**Exercise details**
From the top of the entries below through the line containing "with when no", return every line exactly as written, please, and stop there.

[Dataset entries]
□ □ □ □
//! Prediction core tests.

pub mod properties;
pub mod table;
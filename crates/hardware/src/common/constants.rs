//! Prefetcher Geometry Constants.
//!
//! These are the table dimensions a prefetcher is built with when no
//! configuration overrides them. They are the fixed sizes of the hardware
//! structures being modeled:
//! 1. **Prediction table:** Number of tracked instruction addresses.
//! 2. **Delta buffer:** Stride history depth and stored stride width.
//! 3. **In-flight queue:** Outstanding prefetches remembered for deduplication.

/// Maximum number of prediction entries (one per instruction address).
pub const ENTRY_LIMIT: usize = 100;

/// Number of deltas remembered per prediction entry.
pub const DELTAS_ENTRY: usize = 6;

/// Width in bits of a stored delta; the largest storable stride is
/// `2^(DELTA_BITFIELD_WIDTH - 1) - 1`.
pub const DELTA_BITFIELD_WIDTH: u32 = 10;

/// Number of issued prefetches remembered for deduplication.
pub const INFLIGHT_ELEMENTS: usize = 32;

/// Cache block size in bytes.
pub const BLOCK_SIZE: u64 = 64;

/// Right shift applied to the block distance before it is stored.
pub const STRIDE_SHIFT: u32 = 1;

/// Smallest storable delta. Also the marker recorded for strides that fall
/// outside the storable window.
pub const MIN_DELTA: i64 = 0;

/// Largest storable delta for the default bit-field width.
pub const MAX_DELTA: i64 = (1 << (DELTA_BITFIELD_WIDTH - 1)) - 1;

/// Stride the delta buffer of a freshly created entry is seeded with.
pub const SEED_DELTA: i64 = 1;
//! Error types for the outer surfaces of the prefetcher.
//!
//! The prediction core itself never fails: zero strides are dropped,
//! out-of-range strides are clamped, and full tables evict. Errors only
//! arise when building a prefetcher from user input:
//! 1. **Configuration:** Geometry that cannot describe a working table.
//! 2. **Traces:** Unreadable files or malformed access records.

use std::io;
use std::path::PathBuf;

use thiserror::Error;

/// Rejected prefetcher or replay configuration.
#[derive(Debug, Error)]
pub enum ConfigError {
    /// A capacity that must be non-zero was zero.
    #[error("`{field}` must be greater than zero")]
    ZeroCapacity {
        /// Name of the offending field.
        field: &'static str,
    },

    /// A capacity exceeded the supported maximum.
    #[error("`{field}` must be at most {max}, got {value}")]
    CapacityTooLarge {
        /// Name of the offending field.
        field: &'static str,
        /// Requested capacity.
        value: usize,
        /// Largest accepted capacity.
        max: usize,
    },

    /// Block size is zero or not a power of two.
    #[error("block size must be a non-zero power of two, got {0}")]
    InvalidBlockSize(u64),

    /// Delta bit-field width is outside the supported range.
    #[error("delta bit-field width must be between {min} and {max} bits, got {width}")]
    InvalidDeltaWidth {
        /// Requested width.
        width: u32,
        /// Smallest supported width.
        min: u32,
        /// Largest supported width.
        max: u32,
    },

    /// Stride shift would discard the whole block distance.
    #[error("stride shift must be below 63, got {0}")]
    InvalidStrideShift(u32),

    /// The configuration document could not be parsed.
    #[error("malformed configuration: {0}")]
    Parse(#[from] serde_json::Error),

    /// The configuration file could not be read.
    #[error("cannot read configuration {path}: {source}")]
    Io {
        /// File that failed to open or read.
        path: PathBuf,
        /// Underlying I/O error.
        #[source]
        source: io::Error,
    },
}

/// Failure while loading an access trace.
#[derive(Debug, Error)]
pub enum TraceError {
    /// The trace file could not be opened or read.
    #[error("cannot read trace {path}: {source}")]
    Io {
        /// File that failed to open or read.
        path: PathBuf,
        /// Underlying I/O error.
        #[source]
        source: io::Error,
    },

    /// A read from an already-open trace stream failed.
    #[error("trace read failed at line {line}: {source}")]
    Read {
        /// 1-based line number being read.
        line: usize,
        /// Underlying I/O error.
        #[source]
        source: io::Error,
    },

    /// A line did not contain exactly two fields.
    #[error("line {line}: expected `<pc> <addr>`, got {text:?}")]
    Malformed {
        /// 1-based line number.
        line: usize,
        /// Offending line, trimmed.
        text: String,
    },

    /// A field was not a valid decimal or `0x` hexadecimal number.
    #[error("line {line}: invalid number {field:?}")]
    InvalidNumber {
        /// 1-based line number.
        line: usize,
        /// Offending field.
        field: String,
    },
}
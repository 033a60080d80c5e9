//! Access events and address helpers.
//!
//! Addresses are plain 64-bit byte addresses. The host tags every memory
//! access with the address of the instruction that issued it; that tag is
//! the key the prefetcher learns per-instruction stride history under.

use std::fmt;

/// A 64-bit byte address (instruction or data).
pub type Addr = u64;

/// A single memory access observed by the prefetcher.
///
/// # Examples
///
/// ```
/// use dcpt_core::common::AccessEvent;
///
/// let ev = AccessEvent::new(0x400_100, 0x8000_0040);
/// assert_eq!(ev.to_string(), "pc=0x400100 addr=0x80000040");
/// ```
#[derive(Clone, Copy, Debug, PartialEq, Eq, Hash)]
pub struct AccessEvent {
    /// Address of the instruction issuing the access.
    pub pc: Addr,
    /// Memory address being accessed.
    pub addr: Addr,
}

impl AccessEvent {
    /// Creates a new access event.
    ///
    /// # Arguments
    ///
    /// * `pc` - Address of the issuing instruction.
    /// * `addr` - Accessed memory address.
    #[inline]
    pub const fn new(pc: Addr, addr: Addr) -> Self {
        Self { pc, addr }
    }
}

impl fmt::Display for AccessEvent {
    fn fmt(&self, f: &mut fmt::Formatter<'_>) -> fmt::Result {
        write!(f, "pc={:#x} addr={:#x}", self.pc, self.addr)
    }
}
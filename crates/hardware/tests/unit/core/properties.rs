//! Property Tests.
//!
//! Structural bounds that must hold for arbitrary access streams.

use std::collections::HashSet;

use dcpt_core::AccessEvent;
use dcpt_core::config::PrefetcherConfig;
use dcpt_core::core::{CacheProbe, PrefetchEngine};
use proptest::prelude::*;

use crate::common::harness::BLOCK;
use crate::common::mocks::SetProbe;

fn small_config() -> PrefetcherConfig {
    PrefetcherConfig {
        entry_limit: 8,
        inflight_elements: 8,
        ..PrefetcherConfig::default()
    }
}

fn access_stream() -> impl Strategy<Value = Vec<AccessEvent>> {
    prop::collection::vec(
        (0u64..24, 0u64..0x4_0000).prop_map(|(pc, addr)| AccessEvent::new(pc * 4, addr)),
        1..200,
    )
}

proptest! {
    #[test]
    fn table_never_exceeds_limit_and_holds_newest(events in access_stream()) {
        let mut engine = PrefetchEngine::new(small_config());
        let mut issued = Vec::new();
        for event in events {
            let _ = engine.access(event, &SetProbe::new(), &mut issued);
            prop_assert!(engine.table().len() <= 8);
            prop_assert!(engine.table().contains(event.pc));
        }
    }

    #[test]
    fn histories_stay_bounded_and_in_window(events in access_stream()) {
        let config = small_config();
        let mut engine = PrefetchEngine::new(config);
        let mut issued = Vec::new();
        for event in events {
            let _ = engine.access(event, &SetProbe::new(), &mut issued);
        }
        for pc in engine.table().pcs() {
            let entry = engine.table().get(pc).expect("listed pc has an entry");
            prop_assert!(entry.deltas().len() <= config.deltas_per_entry);
            for delta in entry.deltas().iter() {
                prop_assert!((0..=config.max_delta()).contains(&delta.get()));
            }
        }
        prop_assert!(engine.in_flight().len() <= config.inflight_elements);
    }

    #[test]
    fn cached_or_pending_blocks_are_never_issued(
        events in access_stream(),
        cached in prop::collection::hash_set((0u64..0x1000).prop_map(|b| b * BLOCK), 0..64),
        pending in prop::collection::hash_set((0u64..0x1000).prop_map(|b| b * BLOCK), 0..64),
    ) {
        let probe = SetProbe::new().with_cached(cached).with_pending(pending);
        let mut engine = PrefetchEngine::new(small_config());
        for event in events {
            let mut issued = Vec::new();
            let in_flight: HashSet<u64> = engine.in_flight().iter().collect();
            let _ = engine.access(event, &probe, &mut issued);
            for addr in issued {
                prop_assert!(!probe.is_cached(addr));
                prop_assert!(!probe.is_pending_miss(addr));
                prop_assert!(!in_flight.contains(&addr));
            }
        }
    }

    /// A steady stride of `s` blocks (halved) is eventually projected one stride ahead.
    #[test]
    fn steady_stride_projects_one_step(pc in 0u64..0x1000, base in 0u64..0x10_0000, half in 1u64..64) {
        let stride = 2 * half * BLOCK;
        let mut engine = PrefetchEngine::default();
        let mut issued = Vec::new();
        for i in 0..8 {
            let _ = engine.access(AccessEvent::new(pc, base + i * stride), &SetProbe::new(), &mut issued);
        }
        let last = base + 7 * stride;
        prop_assert!(issued.contains(&(last + half * BLOCK)));
    }
}
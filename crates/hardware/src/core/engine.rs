//! DCPT Prefetch Engine.
//!
//! The engine owns every piece of prefetcher state (the prediction table, the
//! in-flight queue, and the counters) and drives one access event at a time
//! through the pipeline:
//! 1. **Lookup:** Find or create the prediction entry for the instruction address.
//! 2. **Record:** Append the new stride to the entry's delta history.
//! 3. **Correlate:** Project candidate addresses from an earlier occurrence of the newest two strides.
//! 4. **Filter:** Drop candidates already in flight, pending, or cached.
//! 5. **Issue:** Hand the admitted addresses to the host, in order.
//!
//! The engine is a plain value; independent engines share nothing. It has no
//! internal locking, so a multi-threaded host must serialize calls itself.

use tracing::{debug, trace};

use super::correlator::Candidates;
use super::entry::{PredictionEntry, StrideEncoding};
use super::filter::{AdmissionFilter, InFlightTracker};
use super::table::PredictionTable;
use super::traits::{CacheProbe, PrefetchSink};
use crate::common::constants::BLOCK_SIZE;
use crate::common::error::ConfigError;
use crate::common::{AccessEvent, Addr};
use crate::config::PrefetcherConfig;
use crate::stats::PrefetchStats;

/// Delta-correlating prefetcher state and pipeline.
#[derive(Clone, Debug)]
pub struct PrefetchEngine {
    config: PrefetcherConfig,
    encoding: StrideEncoding,
    table: PredictionTable,
    filter: AdmissionFilter,
    stats: PrefetchStats,
}

impl PrefetchEngine {
    /// Creates a prefetcher with the given geometry.
    ///
    /// The configuration is not validated; a block size that is not a power
    /// of two falls back to the default block size and zero capacities are
    /// raised to one. Use [`PrefetchEngine::try_new`] to reject such
    /// configurations instead.
    ///
    /// # Arguments
    ///
    /// * `config` - Table geometry and stride encoding.
    pub fn new(config: PrefetcherConfig) -> Self {
        let block_size = if config.block_size.is_power_of_two() {
            config.block_size
        } else {
            BLOCK_SIZE
        };
        let encoding = StrideEncoding {
            block_size,
            shift: config.stride_shift.min(62),
            window: config.window(),
        };

        debug!(
            entries = config.entry_limit,
            deltas = config.deltas_per_entry,
            in_flight = config.inflight_elements,
            block_size,
            max_delta = encoding.window.max(),
            "DCPT prefetcher init"
        );

        Self {
            config,
            encoding,
            table: PredictionTable::new(config.entry_limit, config.deltas_per_entry),
            filter: AdmissionFilter::new(config.inflight_elements),
            stats: PrefetchStats::default(),
        }
    }

    /// Validates `config` and creates a prefetcher from it.
    pub fn try_new(config: PrefetcherConfig) -> Result<Self, ConfigError> {
        config.validate()?;
        Ok(Self::new(config))
    }

    /// Processes one memory access.
    ///
    /// The first access from an instruction address only creates its entry.
    /// Every later access records the new stride (if non-zero), correlates,
    /// filters, and issues the admitted addresses to `sink` in order.
    ///
    /// # Arguments
    ///
    /// * `event` - The instruction and memory address of the access.
    /// * `probe` - Host cache and miss-queue state.
    /// * `sink` - Receiver of admitted prefetches.
    ///
    /// # Returns
    ///
    /// The number of prefetches issued.
    pub fn access<P, S>(&mut self, event: AccessEvent, probe: &P, sink: &mut S) -> usize
    where
        P: CacheProbe + ?Sized,
        S: PrefetchSink + ?Sized,
    {
        self.stats.accesses += 1;

        let evicts = self.table.is_full() && !self.table.contains(event.pc);
        let (entry, created) = self.table.find_or_create(event.pc, event.addr);
        if created {
            self.stats.entries_created += 1;
            if evicts {
                self.stats.entries_evicted += 1;
            }
            return 0;
        }

        let outcome = entry.record(event.addr, &self.encoding);
        self.stats.note_delta(outcome);

        let PredictionEntry {
            last_address,
            last_prefetch,
            deltas,
            ..
        } = entry;
        let candidates = Candidates::new(deltas, *last_address, self.encoding.block_size);
        let admission = self.filter.admit(last_prefetch, candidates, probe);
        self.stats.note_admission(&admission);

        for &addr in &admission.admitted {
            trace!(pc = event.pc, addr, "prefetch issued");
            sink.issue_prefetch(addr);
        }
        admission.admitted.len()
    }

    /// Notes that a prefetch for `addr` has completed.
    ///
    /// Only counted and logged; the in-flight queue ages addresses out on
    /// its own.
    pub fn complete(&mut self, addr: Addr) {
        self.stats.completions += 1;
        trace!(addr, "prefetch complete");
    }

    /// Forgets all learned history and counters, keeping the configuration.
    pub fn reset(&mut self) {
        self.table.clear();
        self.filter.clear();
        self.stats = PrefetchStats::default();
    }

    /// The prediction table.
    #[inline]
    pub fn table(&self) -> &PredictionTable {
        &self.table
    }

    /// The in-flight queue.
    #[inline]
    pub fn in_flight(&self) -> &InFlightTracker {
        self.filter.in_flight()
    }

    /// Block size the engine encodes strides with.
    #[inline]
    pub fn block_size(&self) -> u64 {
        self.encoding.block_size
    }

    /// The configuration this engine was built with.
    #[inline]
    pub fn config(&self) -> &PrefetcherConfig {
        &self.config
    }

    /// Activity counters.
    #[inline]
    pub fn stats(&self) -> &PrefetchStats {
        &self.stats
    }
}

impl Default for PrefetchEngine {
    fn default() -> Self {
        Self::new(PrefetcherConfig::default())
    }
}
□ □ □ □
**Result**
//! Prediction core tests.

pub mod properties;
pub mod table;
filename crates/hardware/src/common/constants.rs
//! Prefetcher Geometry Constants.
//!
//! These are the table dimensions a prefetcher is built with when no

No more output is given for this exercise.